Eine weitere Armutsursache besteht daher im Zusammenhang mit geringer Bildung auch darin, dass es nicht erlernt wurde, auf gegebene Situationen angemessen reagieren zu können.
Als Fazit in diesem Abschnitt „Bildung“ gilt also, dass Personen des gesicherten Wohlstandes meistens eine höhere Schulausbildung und Berufsausbildung mit all den daraus resultierenden Vorteilen genossen haben. Bildung muss hier im übrigen als Befähigung verstanden werden, auf gegebene Situationen angemessen reagieren zu können. Daher kann geringe Bildung als Ursache für Armut in dem Sinne verstanden werden, dass in bestimmten Situationen nicht über ausreichende Handlungskompetenzen verfügt wird.

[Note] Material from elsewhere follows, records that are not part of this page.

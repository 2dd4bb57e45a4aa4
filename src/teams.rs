use std::collections::HashMap;
use std::fmt;

use once_cell::sync::Lazy;

#[derive(Debug, Clone, Copy)]
pub struct TeamInfo {
    /// Lowercase nickname, also used in stored record file names.
    pub name: &'static str,
    /// Path code the stats site uses to address the team's pages.
    pub code: &'static str,
}

const fn team(name: &'static str, code: &'static str) -> TeamInfo {
    TeamInfo { name, code }
}

pub const TEAMS: &[TeamInfo] = &[
    team("cardinals", "crd"),
    team("falcons", "atl"),
    team("ravens", "rav"),
    team("bills", "buf"),
    team("panthers", "car"),
    team("bears", "chi"),
    team("bengals", "cin"),
    team("browns", "cle"),
    team("cowboys", "dal"),
    team("broncos", "den"),
    team("lions", "det"),
    team("packers", "gnb"),
    team("texans", "htx"),
    team("colts", "clt"),
    team("jaguars", "jax"),
    team("chiefs", "kan"),
    team("raiders", "rai"),
    team("chargers", "sdg"),
    team("rams", "ram"),
    team("dolphins", "mia"),
    team("vikings", "min"),
    team("patriots", "nwe"),
    team("saints", "nor"),
    team("giants", "nyg"),
    team("jets", "nyj"),
    team("eagles", "phi"),
    team("steelers", "pit"),
    team("49ers", "sfo"),
    team("seahawks", "sea"),
    team("buccaneers", "tam"),
    team("titans", "oti"),
    team("commanders", "was"),
];

static BY_CODE: Lazy<HashMap<&'static str, TeamCode>> = Lazy::new(|| {
    TEAMS
        .iter()
        .enumerate()
        .map(|(idx, team)| (team.code, TeamCode(idx)))
        .collect()
});

static BY_NAME: Lazy<HashMap<&'static str, TeamCode>> = Lazy::new(|| {
    TEAMS
        .iter()
        .enumerate()
        .map(|(idx, team)| (team.name, TeamCode(idx)))
        .collect()
});

/// A team from the fixed roster. Only obtainable through the registry lookups,
/// so every value refers to a known team.
#[derive(Debug, Clone, Copy, PartialEq, Eq, Hash, PartialOrd, Ord)]
pub struct TeamCode(usize);

impl TeamCode {
    pub fn from_code(code: &str) -> Option<Self> {
        BY_CODE.get(code.trim()).copied()
    }

    pub fn from_name(name: &str) -> Option<Self> {
        BY_NAME.get(name.trim()).copied()
    }

    pub fn as_str(self) -> &'static str {
        TEAMS[self.0].code
    }

    pub fn name(self) -> &'static str {
        TEAMS[self.0].name
    }
}

impl fmt::Display for TeamCode {
    fn fmt(&self, f: &mut fmt::Formatter<'_>) -> fmt::Result {
        f.write_str(self.as_str())
    }
}

pub fn all_teams() -> impl Iterator<Item = TeamCode> {
    (0..TEAMS.len()).map(TeamCode)
}

pub fn team_count() -> usize {
    TEAMS.len()
}

/// One unit of acquisition: a team's documents for a single season.
#[derive(Debug, Clone, Copy, PartialEq, Eq, Hash, PartialOrd, Ord)]
pub struct SeasonKey {
    pub team: TeamCode,
    pub year: u16,
}

impl SeasonKey {
    pub fn new(team: TeamCode, year: u16) -> Self {
        Self { team, year }
    }

    pub fn file_name(&self) -> String {
        format!("{self}.csv")
    }
}

impl fmt::Display for SeasonKey {
    fn fmt(&self, f: &mut fmt::Formatter<'_>) -> fmt::Result {
        write!(f, "{}_{}", self.team.name(), self.year)
    }
}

Arme und prekär Arme sind sich in ihrem meist relativ geringen Bildungserfolg ähnlich. Allerdings sind die Bildungschancen auch nicht immer gleich verteilt. So gibt es „deutlich ausgeprägte herkunftsbedingte, geschlechtsspezifische, konfessionelle und regionale Unterschiede im Erwerb von Bildungschancen.“[120]
Bei der Suche nach den Ursachen für Armut stellt die Bevölkerungsgruppe der Straßenkinder eine besondere Gruppe dar. Hier liegen eigene, wenn auch untypische Ursachen für Armutsgefährdung oder Armutsbetroffenheit vor, die in keiner anderen Risikobevölkerungsgruppe anzutreffen sind. Zwei von diesen gruppenspezifischen Ursachen werden im folgenden genannt.
Einerseits wird die Armut unter Straßenkindern von Verantwortlichen verursacht, die ihre...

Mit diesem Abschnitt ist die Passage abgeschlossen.